### REQUIREMENT:
Within the entries below, every line containing "InvalidInput" is to be copied.

### DATA RECORDS:
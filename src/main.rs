use polsig::cli;
use polsig::error::Result;

#[tokio::main]
async fn main() -> Result<()> {
    cli::Cli::run().await
}
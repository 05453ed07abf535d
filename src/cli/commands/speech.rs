use chrono::{Duration, Local, NaiveDate};

use crate::api::SourceKind;
use crate::cli::args::SpeechArgs;
use crate::cli::OutputFormat;
use crate::error::{PolsigError, Result};
use crate::output;
use crate::progress::{messages, SourceProgress};

/// Execute speech command
pub async fn execute(
    args: SpeechArgs,
    format: OutputFormat,
    quiet: bool,
    verbose: bool,
) -> Result<()> {
    let (config, retriever) = super::setup()?;
    let (from, until) = resolve_window(
        args.from.as_deref(),
        args.until.as_deref(),
        Local::now().date_naive(),
        config.diet.lookback_days,
    )?;

    let name = SourceKind::Diet.display_name();
    let progress = SourceProgress::new(name, quiet, verbose);
    progress.set_message(&format!("'{}' ({} 〜 {}) を検索中...", args.keyword, from, until));

    let outcome = retriever
        .fetch_legislative_speeches(&args.keyword, &from, &until)
        .await;
    progress.finish_with_message(&messages::fetched(name, outcome.records.len()));

    println!("{}", output::format_records(name, &outcome, format)?);
    Ok(())
}

/// Fill in missing window ends: `until` defaults to today and `from` to
/// `until` minus the look-back
fn resolve_window(
    from: Option<&str>,
    until: Option<&str>,
    today: NaiveDate,
    lookback_days: i64,
) -> Result<(String, String)> {
    let until = match until {
        Some(raw) => parse_date(raw)?,
        None => today,
    };
    let from = match from {
        Some(raw) => parse_date(raw)?,
        None => until - Duration::days(lookback_days),
    };
    if from > until {
        return Err(PolsigError::InvalidInput(format!(
            "from ({}) must not be after until ({})",
            from, until
        )));
    }
    Ok((from.format("%Y-%m-%d").to_string(), until.format("%Y-%m-%d").to_string()))
}

fn parse_date(raw: &str) -> Result<NaiveDate> {
    NaiveDate::parse_from_str(raw.trim(), "%Y-%m-%d")
        .map_err(|_| PolsigError::InvalidInput(format!("expected YYYY-MM-DD, got '{}'", raw)))
}
use serde::de::{self, SeqAccess, Visitor};
use serde::{Deserialize, Deserializer};
use std::fmt;
use std::marker::PhantomData;

/// Deserialize a field that can be either a single item or a vector of items.
///
/// e-Stat collapses one-element arrays into a bare object (`TABLE_INF`,
/// `VALUE`), so both shapes map to `Vec<T>`.
pub fn single_or_vec<'de, T, D>(deserializer: D) -> Result<Vec<T>, D::Error>
where
    T: Deserialize<'de>,
    D: Deserializer<'de>,
{
    struct SingleOrVec<T>(PhantomData<T>);

    impl<'de, T> Visitor<'de> for SingleOrVec<T>
    where
        T: Deserialize<'de>,
    {
        type Value = Vec<T>;

        fn expecting(&self, formatter: &mut fmt::Formatter) -> fmt::Result {
            formatter.write_str("single item or array of items")
        }

        fn visit_seq<A>(self, mut seq: A) -> Result<Self::Value, A::Error>
        where
            A: SeqAccess<'de>,
        {
            let mut vec = Vec::new();
            while let Some(item) = seq.next_element()? {
                vec.push(item);
            }
            Ok(vec)
        }

        fn visit_map<A>(self, map: A) -> Result<Self::Value, A::Error>
        where
            A: de::MapAccess<'de>,
        {
            let item = T::deserialize(de::value::MapAccessDeserializer::new(map))?;
            Ok(vec![item])
        }

        fn visit_unit<E>(self) -> Result<Self::Value, E>
        where
            E: de::Error,
        {
            Ok(Vec::new())
        }

        fn visit_none<E>(self) -> Result<Self::Value, E>
        where
            E: de::Error,
        {
            Ok(Vec::new())
        }
    }

    deserializer.deserialize_any(SingleOrVec(PhantomData))
}

/// Numbers and strings both come back as text (`STATUS` is `0` in one
/// release and `"0"` in another)
pub fn string_or_number<'de, D>(deserializer: D) -> Result<String, D::Error>
where
    D: Deserializer<'de>,
{
    #[derive(Deserialize)]
    #[serde(untagged)]
    enum StringOrNumber {
        Text(String),
        Int(i64),
        Float(f64),
    }

    Ok(match StringOrNumber::deserialize(deserializer)? {
        StringOrNumber::Text(s) => s,
        StringOrNumber::Int(n) => n.to_string(),
        StringOrNumber::Float(n) => n.to_string(),
    })
}

/// e-Stat text fields come either as a bare string or as `{"@code": .., "$": ..}`
pub fn text_or_node<'de, D>(deserializer: D) -> Result<Option<String>, D::Error>
where
    D: Deserializer<'de>,
{
    #[derive(Deserialize)]
    #[serde(untagged)]
    enum TextOrNode {
        Text(String),
        Node {
            #[serde(rename = "$")]
            text: Option<String>,
        },
        Null,
    }

    Ok(match Option::<TextOrNode>::deserialize(deserializer)? {
        Some(TextOrNode::Text(s)) => Some(s),
        Some(TextOrNode::Node { text }) => text,
        Some(TextOrNode::Null) | None => None,
    })
}
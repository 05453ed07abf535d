//! e-Stat statistics client.
//!
//! `getStatsData` is unreliable in two ways: it sometimes serves an HTML
//! page instead of JSON, and it answers overly broad queries with a status
//! code rather than data. `AdaptiveQuery` retries through an ordered list of
//! parameter strategies until one yields values.

use async_trait::async_trait;
use log::{debug, info, warn};
use reqwest::Client;
use serde::Deserialize;
use std::collections::HashSet;
use std::future::Future;

use super::client::{ClientConfig, SourceAdapter, TopicQuery};
use super::deserializers::{single_or_vec, string_or_number, text_or_node};
use super::http_client::{build_client, endpoint, get_json_text, get_text, with_params};
use super::types::{
    IndicatorPoint, IndicatorQuery, PublishedAt, QueryStrategy, RetrievalOutcome, SourceRecord,
    StatsTable,
};
use super::SourceKind;
use crate::error::{PolsigError, Result};

const BASE_URL: &str = "https://www.e-stat.go.jp/api/ex-api/3.0/json";
pub const MAX_ATTEMPTS: usize = 3;
/// Statuses meaning the query matched too much and needs narrowing
const TOO_BROAD_STATUSES: [u32; 2] = [1, 2];
const DEFAULT_DATA_LIMIT: u32 = 5;
const SEARCH_LIMIT: u32 = 10;
const TARGET_UNIQUE_TABLES: usize = 5;

#[derive(Debug, Deserialize)]
struct StatsDataEnvelope {
    #[serde(rename = "GET_STATS_DATA")]
    data: Option<StatsData>,
}

#[derive(Debug, Deserialize)]
struct StatsData {
    #[serde(rename = "RESULT")]
    result: ResultInf,
    #[serde(rename = "STATISTICAL_DATA")]
    statistical_data: Option<StatisticalData>,
}

#[derive(Debug, Deserialize)]
struct ResultInf {
    #[serde(rename = "STATUS", deserialize_with = "string_or_number")]
    status: String,
    #[serde(rename = "ERROR_MSG", default)]
    error_msg: String,
}

#[derive(Debug, Deserialize)]
struct StatisticalData {
    #[serde(rename = "DATA_INF")]
    data_inf: Option<DataInf>,
}

#[derive(Debug, Deserialize)]
struct DataInf {
    #[serde(rename = "VALUE", default, deserialize_with = "single_or_vec")]
    values: Vec<RawValue>,
}

#[derive(Debug, Deserialize)]
struct RawValue {
    #[serde(rename = "@time", default)]
    time: String,
    #[serde(rename = "@unit")]
    unit: Option<String>,
    #[serde(rename = "$", default, deserialize_with = "string_or_number")]
    value: String,
}

#[derive(Debug, Deserialize)]
struct StatsListEnvelope {
    #[serde(rename = "GET_STATS_LIST")]
    list: Option<StatsList>,
}

#[derive(Debug, Deserialize)]
struct StatsList {
    #[serde(rename = "DATALIST_INF")]
    datalist_inf: Option<DatalistInf>,
}

#[derive(Debug, Deserialize)]
struct DatalistInf {
    #[serde(rename = "TABLE_INF", default, deserialize_with = "single_or_vec")]
    tables: Vec<TableInf>,
}

#[derive(Debug, Deserialize)]
struct TableInf {
    #[serde(rename = "@id", default)]
    id: String,
    #[serde(rename = "TITLE", default, deserialize_with = "text_or_node")]
    title: Option<String>,
    #[serde(rename = "STAT_NAME", default, deserialize_with = "text_or_node")]
    stat_name: Option<String>,
    #[serde(rename = "CYCLE", default, deserialize_with = "text_or_node")]
    cycle: Option<String>,
}

impl From<TableInf> for StatsTable {
    fn from(table: TableInf) -> Self {
        StatsTable {
            id: table.id,
            title: table.title.unwrap_or_else(|| "無題".to_string()),
            org: table.stat_name.unwrap_or_else(|| "不明".to_string()),
            cycle: table.cycle.unwrap_or_else(|| "-".to_string()),
        }
    }
}

/// How one `getStatsData` answer was judged
#[derive(Debug, Clone, PartialEq)]
pub enum ResponseClass {
    /// Status 0 with at least one value
    Valid(Vec<IndicatorPoint>),
    /// Status 0 without values
    Empty,
    TooBroad { status: u32, message: String },
    UpstreamError { status: String, message: String },
    /// HTML, empty body, non-JSON, or JSON without the envelope
    Unparseable(String),
    Transport(String),
}

impl ResponseClass {
    pub fn is_valid(&self) -> bool {
        matches!(self, Self::Valid(_))
    }

    pub fn label(&self) -> &'static str {
        match self {
            Self::Valid(_) => "valid",
            Self::Empty => "empty",
            Self::TooBroad { .. } => "too_broad",
            Self::UpstreamError { .. } => "upstream_error",
            Self::Unparseable(_) => "unparseable",
            Self::Transport(_) => "transport",
        }
    }
}

/// Judge a raw `getStatsData` body
pub fn classify(body: &str) -> ResponseClass {
    let trimmed = body.trim_start();
    if trimmed.is_empty() {
        return ResponseClass::Unparseable("empty body".to_string());
    }
    if trimmed.starts_with('<') {
        return ResponseClass::Unparseable("HTML instead of JSON".to_string());
    }

    let envelope: StatsDataEnvelope = match serde_json::from_str(trimmed) {
        Ok(envelope) => envelope,
        Err(e) => return ResponseClass::Unparseable(format!("invalid JSON: {}", e)),
    };
    let Some(data) = envelope.data else {
        return ResponseClass::Unparseable("missing GET_STATS_DATA".to_string());
    };

    let status = data.result.status.trim();
    match status.parse::<u32>() {
        Ok(0) => {
            let values = data
                .statistical_data
                .and_then(|sd| sd.data_inf)
                .map(|di| di.values)
                .unwrap_or_default();
            if values.is_empty() {
                ResponseClass::Empty
            } else {
                ResponseClass::Valid(
                    values
                        .into_iter()
                        .map(|v| IndicatorPoint {
                            time: v.time,
                            value: v.value,
                            unit: v.unit,
                        })
                        .collect(),
                )
            }
        }
        Ok(code) if TOO_BROAD_STATUSES.contains(&code) => ResponseClass::TooBroad {
            status: code,
            message: data.result.error_msg,
        },
        _ => ResponseClass::UpstreamError {
            status: status.to_string(),
            message: data.result.error_msg,
        },
    }
}

/// Ordered strategy list plus the escalation loop
#[derive(Debug, Clone)]
pub struct AdaptiveQuery {
    strategies: Vec<QueryStrategy>,
}

impl Default for AdaptiveQuery {
    fn default() -> Self {
        Self::new(QueryStrategy::ESCALATION.to_vec())
    }
}

impl AdaptiveQuery {
    /// At most `MAX_ATTEMPTS` strategies are kept
    pub fn new(mut strategies: Vec<QueryStrategy>) -> Self {
        strategies.truncate(MAX_ATTEMPTS);
        Self { strategies }
    }

    pub fn strategies(&self) -> &[QueryStrategy] {
        &self.strategies
    }

    /// Try each strategy in order and stop at the first valid answer.
    /// Exhaustion is logged and yields an empty series.
    pub async fn run<F, Fut>(&self, indicator_code: &str, mut attempt: F) -> IndicatorQuery
    where
        F: FnMut(QueryStrategy) -> Fut,
        Fut: Future<Output = ResponseClass>,
    {
        let mut query = IndicatorQuery::new(indicator_code);

        for &strategy in &self.strategies {
            query.strategy_attempted.push(strategy);
            match attempt(strategy).await {
                ResponseClass::Valid(points) => {
                    query.points = if strategy.latest_only() {
                        latest_point(points).into_iter().collect()
                    } else {
                        points
                    };
                    info!(
                        "e-Stat {}: {} points with strategy {}",
                        indicator_code,
                        query.points.len(),
                        strategy
                    );
                    return query;
                }
                ResponseClass::TooBroad { status, message } => {
                    warn!(
                        "e-Stat {}: query too broad with {} (status {}: {}), narrowing",
                        indicator_code, strategy, status, message
                    );
                }
                other => {
                    warn!(
                        "e-Stat {}: {} response with {}: {:?}",
                        indicator_code,
                        other.label(),
                        strategy,
                        other
                    );
                }
            }
        }

        let exhausted = PolsigError::UpstreamExhausted {
            indicator: indicator_code.to_string(),
            attempts: query.strategy_attempted.len(),
        };
        warn!("{}", exhausted);
        query
    }
}

/// Chronologically last point; e-Stat time codes sort lexically
fn latest_point(points: Vec<IndicatorPoint>) -> Option<IndicatorPoint> {
    points.into_iter().fold(None, |best, point| match best {
        Some(b) if b.time > point.time => Some(b),
        _ => Some(point),
    })
}

/// Client for the e-Stat API
#[derive(Clone)]
pub struct StatsClient {
    config: ClientConfig,
    http_client: Client,
    base_url: String,
    app_id: Option<String>,
    data_limit: u32,
    adaptive: AdaptiveQuery,
}

impl StatsClient {
    pub fn new(config: ClientConfig, app_id: Option<String>) -> Result<Self> {
        Self::with_base_url(config, app_id, BASE_URL)
    }

    pub fn with_base_url(
        config: ClientConfig,
        app_id: Option<String>,
        base_url: impl Into<String>,
    ) -> Result<Self> {
        let http_client = build_client(&config)?;
        Ok(Self {
            config,
            http_client,
            base_url: base_url.into(),
            app_id: app_id.filter(|id| !id.trim().is_empty()),
            data_limit: DEFAULT_DATA_LIMIT,
            adaptive: AdaptiveQuery::default(),
        })
    }

    fn app_id(&self) -> Result<&str> {
        self.app_id.as_deref().ok_or(PolsigError::NoApiKey {
            service: "e-Stat",
            key: "estat.app_id",
        })
    }

    /// Statistics tables matching `keyword`
    pub async fn search_stats(&self, keyword: &str) -> Result<Vec<StatsTable>> {
        let app_id = self.app_id()?;
        let limit = SEARCH_LIMIT.to_string();
        let url = with_params(
            endpoint(&self.base_url, "getStatsList")?,
            &[("appId", app_id), ("searchWord", keyword), ("limit", limit.as_str())],
        );

        let text = get_json_text(&self.http_client, &self.config, &url).await?;
        let envelope: StatsListEnvelope = serde_json::from_str(&text)
            .map_err(|e| PolsigError::invalid_response("PARSE", format!("stats list: {}", e)))?;

        let tables: Vec<StatsTable> = envelope
            .list
            .and_then(|l| l.datalist_inf)
            .map(|d| d.tables)
            .unwrap_or_default()
            .into_iter()
            .map(StatsTable::from)
            .collect();
        debug!("e-Stat: {} tables for {}", tables.len(), keyword);
        Ok(tables)
    }

    /// One upstream call for one strategy, classified
    async fn attempt(
        &self,
        app_id: &str,
        indicator_code: &str,
        strategy: QueryStrategy,
    ) -> ResponseClass {
        let url = match endpoint(&self.base_url, "getStatsData") {
            Ok(url) => url,
            Err(e) => return ResponseClass::Transport(e.to_string()),
        };
        let limit = self.data_limit.to_string();
        let mut params: Vec<(&str, &str)> = vec![
            ("appId", app_id),
            ("statsDataId", indicator_code),
            ("limit", limit.as_str()),
        ];
        params.extend_from_slice(strategy.extra_params());
        let url = with_params(url, &params);

        // one request per strategy; escalation replaces retries
        let single_shot = ClientConfig {
            max_retries: 1,
            ..self.config.clone()
        };
        match get_text(&self.http_client, &single_shot, &url).await {
            Ok(body) => classify(&body),
            Err(e) => ResponseClass::Transport(e.to_string()),
        }
    }

    /// Series for one statistics data id, escalating through strategies
    pub async fn get_indicator_data(&self, indicator_code: &str) -> Result<IndicatorQuery> {
        let app_id = self.app_id()?;
        let code = indicator_code.trim();
        if code.is_empty() {
            return Err(PolsigError::InvalidInput("indicator code must not be empty".to_string()));
        }
        Ok(self
            .adaptive
            .run(code, |strategy| self.attempt(app_id, code, strategy))
            .await)
    }

    /// Try keywords in order until enough distinct tables are known
    pub async fn collect_unique_tables(&self, keywords: &[String]) -> Result<Vec<StatsTable>> {
        self.app_id()?;
        let mut seen = HashSet::new();
        let mut tables = Vec::new();
        let mut last_error = None;

        for keyword in keywords {
            match self.search_stats(keyword).await {
                Ok(found) => {
                    for table in found {
                        if seen.insert(table.id.clone()) {
                            tables.push(table);
                        }
                    }
                }
                Err(e) => {
                    warn!("e-Stat search for {} failed: {}", keyword, e);
                    last_error = Some(e);
                }
            }
            if tables.len() >= TARGET_UNIQUE_TABLES {
                break;
            }
        }

        if tables.is_empty() {
            if let Some(e) = last_error {
                return Err(e);
            }
        }
        tables.truncate(TARGET_UNIQUE_TABLES);
        Ok(tables)
    }
}

fn table_to_record(table: StatsTable) -> SourceRecord {
    SourceRecord::new(
        SourceKind::Stats.display_name(),
        table.title,
        table.org,
        None,
        PublishedAt::Unknown,
    )
}

#[async_trait]
impl SourceAdapter for StatsClient {
    async fn retrieve(&self, query: &TopicQuery) -> Result<RetrievalOutcome<SourceRecord>> {
        let tables = self.collect_unique_tables(&query.keywords).await?;
        Ok(RetrievalOutcome::ok(tables.into_iter().map(table_to_record).collect()))
    }

    fn kind(&self) -> SourceKind {
        SourceKind::Stats
    }

    fn is_configured(&self) -> bool {
        self.app_id.is_some()
    }
}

### FINISHED EXERCISE:
        return Err(PolsigError::InvalidInput(format!(
        .map_err(|_| PolsigError::InvalidInput(format!("expected YYYY-MM-DD, got '{}'", raw)))
            return Err(PolsigError::InvalidInput("indicator code must not be empty".to_string()));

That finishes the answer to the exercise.